>>>>>

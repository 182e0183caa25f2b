//! Login request/response DTOs.

use serde::{Deserialize, Serialize};

use crate::domain::model::IssuedToken;

#[derive(Debug, Clone, Deserialize)]
pub struct LoginRequest {
    pub username: String,
    pub password: String,
}

#[derive(Debug, Clone, Serialize)]
#[serde(rename_all = "camelCase")]
pub struct LoginResponse {
    pub token: String,
    pub token_type: &'static str,
    pub expires_in: i64,
    pub username: String,
    pub role: String,
}

impl From<IssuedToken> for LoginResponse {
    fn from(issued: IssuedToken) -> Self {
        Self {
            token: issued.token,
            token_type: "Bearer",
            expires_in: issued.expires_in_secs,
            username: issued.user.subject,
            role: issued.user.role,
        }
    }
}
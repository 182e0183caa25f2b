//! File metadata records.

use chrono::{DateTime, Utc};
use serde::Serialize;
use uuid::Uuid;

use propdesk_http::PageParams;

/// Metadata for one stored object. The bytes live behind the object-store
/// port; this row only records where they went.
#[derive(Debug, Clone, PartialEq, Eq, Serialize)]
pub struct FileRecord {
    pub id: Uuid,
    pub file_name: String,
    pub content_type: String,
    pub size_bytes: i64,
    pub storage_key: String,
    pub url: String,
    pub uploaded_by: String,
    pub created_at: DateTime<Utc>,
}

/// Listing filters for files.
#[derive(Debug, Clone, Default)]
pub struct FileQuery {
    pub page: PageParams,
    pub uploaded_by: Option<String>,
    /// Case-insensitive match on the original file name.
    pub search: Option<String>,
}
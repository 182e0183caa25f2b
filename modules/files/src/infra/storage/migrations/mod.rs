//! Schema migrations for file metadata.

use sea_orm_migration::prelude::*;

mod m20250301_000001_create_file_records;

pub struct Migrator;

#[async_trait::async_trait]
impl MigratorTrait for Migrator {
    fn migrations() -> Vec<Box<dyn MigrationTrait>> {
        vec![Box::new(m20250301_000001_create_file_records::Migration)]
    }
}
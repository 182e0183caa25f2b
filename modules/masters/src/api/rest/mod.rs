//! REST surface: one resource path per master kind under `/masters`.

pub mod dto;
mod error;
pub mod handlers;
pub mod routes;

pub use routes::{master_routes, MasterServices};
//! Authentication module: static credentials from config, HS256 bearer
//! tokens, and an axum middleware that injects the caller identity.

pub mod api;
pub mod config;
pub mod domain;
pub mod middleware;

pub use config::{AuthConfig, StaticUser};
pub use domain::model::AuthUser;
pub use domain::service::AuthService;
pub use middleware::require_auth;
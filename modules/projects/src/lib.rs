//! Projects module: builders, agents and projects with nested unit
//! configurations, media and documents. Master-data references (city,
//! location, property type, amenities) are validated through the
//! [`domain::ports::MasterLookup`] port.

pub mod api;
pub mod domain;
pub mod infra;

pub use domain::error::DomainError;
pub use domain::service::{AgentService, BuilderService, ProjectService};
pub use infra::master_lookup::RepoMasterLookup;
pub use infra::storage::migrations::Migrator as ProjectsMigrator;
pub use infra::storage::{SeaOrmAgentRepository, SeaOrmBuilderRepository, SeaOrmProjectRepository};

<<<<<

Work instructions
Give back each line above exactly as written.

Answer to this problem
repository 182e0183caa25f2b
//! Login request/response DTOs.

use serde::{Deserialize, Serialize};

use crate::domain::model::IssuedToken;

#[derive(Debug, Clone, Deserialize)]
pub struct LoginRequest {
    pub username: String,
    pub password: String,
}

#[derive(Debug, Clone, Serialize)]
#[serde(rename_all = "camelCase")]
pub struct LoginResponse {
    pub token: String,
    pub token_type: &'static str,
    pub expires_in: i64,
    pub username: String,
    pub role: String,
}

impl From<IssuedToken> for LoginResponse {
    fn from(issued: IssuedToken) -> Self {
        Self {
            token: issued.token,
            token_type: "Bearer",
            expires_in: issued.expires_in_secs,
            username: issued.user.subject,
            role: issued.user.role,
        }
    }
}
repository 182e0183caa25f2b
//! File metadata records.

use chrono::{DateTime, Utc};
use serde::Serialize;
use uuid::Uuid;

use propdesk_http::PageParams;

/// Metadata for one stored object. The bytes live behind the object-store
/// port; this row only records where they went.
#[derive(Debug, Clone, PartialEq, Eq, Serialize)]
pub struct FileRecord {
    pub id: Uuid,
    pub file_name: String,
    pub content_type: String,
    pub size_bytes: i64,
    pub storage_key: String,
    pub url: String,
    pub uploaded_by: String,
    pub created_at: DateTime<Utc>,
}

/// Listing filters for files.
#[derive(Debug, Clone, Default)]
pub struct FileQuery {
    pub page: PageParams,
    pub uploaded_by: Option<String>,
    /// Case-insensitive match on the original file name.
    pub search: Option<String>,
}
repository 182e0183caa25f2b
filename modules/files/src/infra/storage/migrations/mod.rs
//! Schema migrations for file metadata.

use sea_orm_migration::prelude::*;

mod m20250301_000001_create_file_records;

pub struct Migrator;

#[async_trait::async_trait]
impl MigratorTrait for Migrator {
    fn migrations() -> Vec<Box<dyn MigrationTrait>> {
        vec![Box::new(m20250301_000001_create_file_records::Migration)]
    }
}
repository 182e0183caa25f2b
filename modules/masters/src/api/rest/mod.rs
//! REST surface: one resource path per master kind under `/masters`.

pub mod dto;
mod error;
pub mod handlers;
pub mod routes;

pub use routes::{master_routes, MasterServices};
//! Authentication module: static credentials from config, HS256 bearer
//! tokens, and an axum middleware that injects the caller identity.

pub mod api;
pub mod config;
pub mod domain;
pub mod middleware;

pub use config::{AuthConfig, StaticUser};
pub use domain::model::AuthUser;
pub use domain::service::AuthService;
pub use middleware::require_auth;
filename modules/projects/src/lib.rs
//! Projects module: builders, agents and projects with nested unit
//! configurations, media and documents. Master-data references (city,
//! location, property type, amenities) are validated through the
//! [`domain::ports::MasterLookup`] port.

pub mod api;
pub mod domain;
pub mod infra;

pub use domain::error::DomainError;
pub use domain::service::{AgentService, BuilderService, ProjectService};
pub use infra::master_lookup::RepoMasterLookup;
pub use infra::storage::migrations::Migrator as ProjectsMigrator;
pub use infra::storage::{SeaOrmAgentRepository, SeaOrmBuilderRepository, SeaOrmProjectRepository};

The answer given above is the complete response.